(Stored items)
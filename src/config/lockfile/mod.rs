//! Lock file (`<primary>/.lock`) main module
//!
//! The lock file records every file agentkit installed together with the
//! SHA-256 checksum it had right after installation. Checksums are what lets
//! a reinstall skip files that are already correct.
//!
//! Two on-disk shapes exist:
//! - schema 1: group arrays hold bare path strings, `binary` is a bare string
//! - schema 2: every entry is `{ "path": ..., "checksum": ... }`
//!
//! Schema 1 files are migrated when read (see [`serialization`]); writes
//! always produce schema 2.

pub mod record;
pub mod serialization;
pub mod store;

#[cfg(test)]
mod tests;

use chrono::{SecondsFormat, Utc};
use serde::{Deserialize, Serialize};

pub use record::{FileGroup, FileRecord};
pub use store::ManifestStore;

/// Schema version stamped on migrated legacy lock files
pub const LEGACY_SCHEMA_VERSION: u32 = 1;

/// Schema version produced by every write
pub const CURRENT_SCHEMA_VERSION: u32 = 2;

/// Installed files, grouped by kind
#[derive(Debug, Clone, Default, PartialEq, Eq, Serialize, Deserialize)]
#[serde(rename_all = "camelCase")]
pub struct FileGroups {
    #[serde(default)]
    pub agents: Vec<FileRecord>,
    #[serde(default)]
    pub commands: Vec<FileRecord>,
    #[serde(default)]
    pub templates: Vec<FileRecord>,
    #[serde(default)]
    pub rules: Vec<FileRecord>,
    #[serde(default)]
    pub output_styles: Vec<FileRecord>,
    /// Files matching none of the named groups
    #[serde(default, skip_serializing_if = "Vec::is_empty")]
    pub other: Vec<FileRecord>,
    #[serde(default)]
    pub binary: Option<FileRecord>,
}

impl FileGroups {
    /// Sort records into groups by their path
    ///
    /// Only one binary is tracked in `binary`; any further `/bin/` entries are
    /// kept in `other` so they are still removed on uninstall.
    pub fn categorize(records: impl IntoIterator<Item = FileRecord>) -> Self {
        let mut groups = Self::default();
        for record in records {
            match FileGroup::for_path(&record.path) {
                FileGroup::Agents => groups.agents.push(record),
                FileGroup::Commands => groups.commands.push(record),
                FileGroup::Templates => groups.templates.push(record),
                FileGroup::Rules => groups.rules.push(record),
                FileGroup::OutputStyles => groups.output_styles.push(record),
                FileGroup::Binary if groups.binary.is_none() => groups.binary = Some(record),
                FileGroup::Binary | FileGroup::Other => groups.other.push(record),
            }
        }
        groups
    }

    /// All records, in group order
    pub fn iter(&self) -> impl Iterator<Item = &FileRecord> {
        self.agents
            .iter()
            .chain(&self.commands)
            .chain(&self.templates)
            .chain(&self.rules)
            .chain(&self.output_styles)
            .chain(&self.other)
            .chain(self.binary.iter())
    }

    pub fn len(&self) -> usize {
        self.iter().count()
    }

    /// Drop records whose path is empty
    pub(crate) fn retain_named(&mut self) {
        for group in [
            &mut self.agents,
            &mut self.commands,
            &mut self.templates,
            &mut self.rules,
            &mut self.output_styles,
            &mut self.other,
        ] {
            group.retain(|record| !record.path.is_empty());
        }
        if self.binary.as_ref().is_some_and(|record| record.path.is_empty()) {
            self.binary = None;
        }
    }

    pub fn is_empty(&self) -> bool {
        self.iter().next().is_none()
    }
}

/// Lock file contents
#[derive(Debug, Clone, PartialEq, Eq, Serialize, Deserialize)]
#[serde(rename_all = "camelCase")]
pub struct Manifest {
    /// Version of the asset kit that was installed
    #[serde(rename = "version", default)]
    pub tool_version: String,
    /// RFC 3339 timestamp of the install
    #[serde(default)]
    pub installed_at: String,
    /// 1 for a migrated legacy file whose checksums are unknown, 2 otherwise
    #[serde(default = "current_schema_version")]
    pub schema_version: u32,
    #[serde(default)]
    pub files: FileGroups,
}

fn current_schema_version() -> u32 {
    CURRENT_SCHEMA_VERSION
}

impl Manifest {
    /// Build a fresh schema 2 manifest stamped with the current time
    pub fn new(records: impl IntoIterator<Item = FileRecord>, tool_version: &str) -> Self {
        Self {
            tool_version: tool_version.to_string(),
            installed_at: Utc::now().to_rfc3339_opts(SecondsFormat::Millis, true),
            schema_version: CURRENT_SCHEMA_VERSION,
            files: FileGroups::categorize(records),
        }
    }

    /// Whether this manifest came from a schema 1 file
    pub fn is_legacy(&self) -> bool {
        self.schema_version == LEGACY_SCHEMA_VERSION
    }

    /// Find the record for a path (forward-slash form)
    pub fn find(&self, path: &str) -> Option<&FileRecord> {
        self.files.iter().find(|record| record.path == path)
    }

    /// All recorded files
    pub fn records(&self) -> impl Iterator<Item = &FileRecord> {
        self.files.iter()
    }
}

> Problem
Exactly as they appear above, transcribe the records in full.

> Output of the task
filename src/config/lockfile/mod.rs
//! Lock file (`<primary>/.lock`) main module
//!
//! The lock file records every file agentkit installed together with the
//! SHA-256 checksum it had right after installation. Checksums are what lets
//! a reinstall skip files that are already correct.
//!
//! Two on-disk shapes exist:
//! - schema 1: group arrays hold bare path strings, `binary` is a bare string
//! - schema 2: every entry is `{ "path": ..., "checksum": ... }`
//!
//! Schema 1 files are migrated when read (see [`serialization`]); writes
//! always produce schema 2.

pub mod record;
pub mod serialization;
pub mod store;

#[cfg(test)]
mod tests;

use chrono::{SecondsFormat, Utc};
use serde::{Deserialize, Serialize};

pub use record::{FileGroup, FileRecord};
pub use store::ManifestStore;

/// Schema version stamped on migrated legacy lock files
pub const LEGACY_SCHEMA_VERSION: u32 = 1;

/// Schema version produced by every write
pub const CURRENT_SCHEMA_VERSION: u32 = 2;

/// Installed files, grouped by kind
#[derive(Debug, Clone, Default, PartialEq, Eq, Serialize, Deserialize)]
#[serde(rename_all = "camelCase")]
pub struct FileGroups {
    #[serde(default)]
    pub agents: Vec<FileRecord>,
    #[serde(default)]
    pub commands: Vec<FileRecord>,
    #[serde(default)]
    pub templates: Vec<FileRecord>,
    #[serde(default)]
    pub rules: Vec<FileRecord>,
    #[serde(default)]
    pub output_styles: Vec<FileRecord>,
    /// Files matching none of the named groups
    #[serde(default, skip_serializing_if = "Vec::is_empty")]
    pub other: Vec<FileRecord>,
    #[serde(default)]
    pub binary: Option<FileRecord>,
}

impl FileGroups {
    /// Sort records into groups by their path
    ///
    /// Only one binary is tracked in `binary`; any further `/bin/` entries are
    /// kept in `other` so they are still removed on uninstall.
    pub fn categorize(records: impl IntoIterator<Item = FileRecord>) -> Self {
        let mut groups = Self::default();
        for record in records {
            match FileGroup::for_path(&record.path) {
                FileGroup::Agents => groups.agents.push(record),
                FileGroup::Commands => groups.commands.push(record),
                FileGroup::Templates => groups.templates.push(record),
                FileGroup::Rules => groups.rules.push(record),
                FileGroup::OutputStyles => groups.output_styles.push(record),
                FileGroup::Binary if groups.binary.is_none() => groups.binary = Some(record),
                FileGroup::Binary | FileGroup::Other => groups.other.push(record),
            }
        }
        groups
    }

    /// All records, in group order
    pub fn iter(&self) -> impl Iterator<Item = &FileRecord> {
        self.agents
            .iter()
            .chain(&self.commands)
            .chain(&self.templates)
            .chain(&self.rules)
            .chain(&self.output_styles)
            .chain(&self.other)
            .chain(self.binary.iter())
    }

    pub fn len(&self) -> usize {
        self.iter().count()
    }

    /// Drop records whose path is empty
    pub(crate) fn retain_named(&mut self) {
        for group in [
            &mut self.agents,
            &mut self.commands,
            &mut self.templates,
            &mut self.rules,
            &mut self.output_styles,
            &mut self.other,
        ] {
            group.retain(|record| !record.path.is_empty());
        }
        if self.binary.as_ref().is_some_and(|record| record.path.is_empty()) {
            self.binary = None;
        }
    }

    pub fn is_empty(&self) -> bool {
        self.iter().next().is_none()
    }
}

/// Lock file contents
#[derive(Debug, Clone, PartialEq, Eq, Serialize, Deserialize)]
#[serde(rename_all = "camelCase")]
pub struct Manifest {
    /// Version of the asset kit that was installed
    #[serde(rename = "version", default)]
    pub tool_version: String,
    /// RFC 3339 timestamp of the install
    #[serde(default)]
    pub installed_at: String,
    /// 1 for a migrated legacy file whose checksums are unknown, 2 otherwise
    #[serde(default = "current_schema_version")]
    pub schema_version: u32,
    #[serde(default)]
    pub files: FileGroups,
}

fn current_schema_version() -> u32 {
    CURRENT_SCHEMA_VERSION
}

impl Manifest {
    /// Build a fresh schema 2 manifest stamped with the current time
    pub fn new(records: impl IntoIterator<Item = FileRecord>, tool_version: &str) -> Self {
        Self {
            tool_version: tool_version.to_string(),
            installed_at: Utc::now().to_rfc3339_opts(SecondsFormat::Millis, true),
            schema_version: CURRENT_SCHEMA_VERSION,
            files: FileGroups::categorize(records),
        }
    }

    /// Whether this manifest came from a schema 1 file
    pub fn is_legacy(&self) -> bool {
        self.schema_version == LEGACY_SCHEMA_VERSION
    }

    /// Find the record for a path (forward-slash form)
    pub fn find(&self, path: &str) -> Option<&FileRecord> {
        self.files.iter().find(|record| record.path == path)
    }

    /// All recorded files
    pub fn records(&self) -> impl Iterator<Item = &FileRecord> {
        self.files.iter()
    }
}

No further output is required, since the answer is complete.